*WHAT IS REQUIRED*:
Set down exactly the lines in the records below that run from the line with "disable an entity with undo support" to the line with "entity.add_component(data.clone())?;", inclusive, and nothing more.

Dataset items
>>>
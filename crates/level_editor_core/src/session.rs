// SPDX-License-Identifier: MIT OR Apache-2.0
//! Editing session state.
//!
//! An [`EditSession`] owns the loaded scene and its undo/redo history. Every
//! recorded action replays against the session's scene.

use crate::commands::{PropertyEdit, TargetKind};
use crate::components::{ComponentData, ComponentKind};
use crate::config::EditorConfig;
use crate::entity::{EntityId, Scene};
use crate::error::{EditError, Result};
use crate::history::{FnAction, HistoryStack};
use crate::proxy::{ComponentProxy, EntityProxy};
use crate::value::PropertyValue;

/// Main editing session
#[derive(Debug)]
pub struct EditSession {
    /// Loaded scene
    pub scene: Scene,

    /// Undo/redo history
    pub history: HistoryStack<Scene>,

    config: EditorConfig,
}

impl EditSession {
    /// Create a session with an empty scene
    pub fn new(config: EditorConfig) -> Self {
        Self {
            scene: Scene::new(),
            history: HistoryStack::with_max_depth(config.history_depth),
            config,
        }
    }

    /// Session configuration
    pub fn config(&self) -> &EditorConfig {
        &self.config
    }

    /// Replace the scene. History from the previous scene is discarded.
    pub fn load(&mut self, scene: Scene) {
        self.scene = scene;
        self.history.reset();
        tracing::info!("Loaded scene with {} entities", self.scene.len());
    }

    /// Drop the scene and its history
    pub fn unload(&mut self) {
        self.scene = Scene::new();
        self.history.reset();
        tracing::info!("Unloaded scene");
    }

    /// Undo the most recent action
    pub fn undo(&mut self) -> Result<bool> {
        self.history.undo(&mut self.scene)
    }

    /// Redo the most recently undone action
    pub fn redo(&mut self) -> Result<bool> {
        self.history.redo(&mut self.scene)
    }

    /// Set one property on one entity with undo support.
    /// Returns `Ok(false)` if the value is unchanged; nothing is recorded then.
    pub fn set_property(
        &mut self,
        id: EntityId,
        target: TargetKind,
        property: &str,
        value: PropertyValue,
    ) -> Result<bool> {
        let object = target.resolve_mut(&mut self.scene, id)?;
        let descriptor = object.validate(property, &value).inspect_err(|e| {
            tracing::warn!("Rejected edit of {target:?}.{property} on {id:?}: {e}");
        })?;
        let before = object
            .get(descriptor.name)
            .ok_or_else(|| EditError::UnknownProperty(descriptor.name.to_string()))?;

        if !object.set(descriptor.name, value.clone())? {
            return Ok(false);
        }

        self.history.record(PropertyEdit::new(
            &self.scene,
            target,
            descriptor.name,
            vec![(id, before)],
            value,
        ));
        Ok(true)
    }

    /// Rename an entity with undo support
    pub fn rename_entity(&mut self, id: EntityId, name: impl Into<String>) -> Result<bool> {
        self.set_property(id, TargetKind::Entity, "name", PropertyValue::Text(name.into()))
    }

    /// Enable or disable an entity with undo support
    pub fn set_entity_enabled(&mut self, id: EntityId, enabled: bool) -> Result<bool> {
        self.set_property(id, TargetKind::Entity, "is_enabled", PropertyValue::Bool(enabled))
    }

    /// Attach a component with undo support
    pub fn add_component(&mut self, id: EntityId, data: impl Into<ComponentData>) -> Result<()> {
        let data = data.into();
        let kind = data.kind();
        let entity = self.scene.entity_mut(id)?;
        entity.add_component(data.clone())?;
        let label = format!("Add {} to {}", kind.display_name(), entity.name());

        self.history.record(FnAction::new(
            label,
            move |scene: &mut Scene| scene.entity_mut(id)?.remove_component(kind).map(|_| ()),
            move |scene: &mut Scene| scene.entity_mut(id)?.add_component(data.clone()),
        ));
        Ok(())
    }

    /// Detach a component with undo support. The transform cannot be removed.
    pub fn remove_component(&mut self, id: EntityId, kind: ComponentKind) -> Result<()> {
        let entity = self.scene.entity_mut(id)?;
        let data = entity.remove_component(kind)?;
        let label = format!("Remove {} from {}", kind.display_name(), entity.name());

        self.history.record(FnAction::new(
            label,
            move |scene: &mut Scene| scene.entity_mut(id)?.add_component(data.clone()),
            move |scene: &mut Scene| scene.entity_mut(id)?.remove_component(kind).map(|_| ()),
        ));
        Ok(())
    }

    /// Build a proxy over the given entities
    pub fn select(&mut self, ids: Vec<EntityId>) -> Result<EntityProxy> {
        EntityProxy::new(&mut self.scene, ids)
    }

    /// Build a proxy over one component kind of the given entities
    pub fn select_component(
        &mut self,
        ids: Vec<EntityId>,
        kind: ComponentKind,
    ) -> Result<ComponentProxy> {
        ComponentProxy::new(&mut self.scene, ids, kind)
    }
}

impl Default for EditSession {
    fn default() -> Self {
        Self::new(EditorConfig::default())
    }
}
<<<
*EXPECTED ANSWER*:
    /// Enable or disable an entity with undo support
    pub fn set_entity_enabled(&mut self, id: EntityId, enabled: bool) -> Result<bool> {
        self.set_property(id, TargetKind::Entity, "is_enabled", PropertyValue::Bool(enabled))
    }

    /// Attach a component with undo support
    pub fn add_component(&mut self, id: EntityId, data: impl Into<ComponentData>) -> Result<()> {
        let data = data.into();
        let kind = data.kind();
        let entity = self.scene.entity_mut(id)?;
        entity.add_component(data.clone())?;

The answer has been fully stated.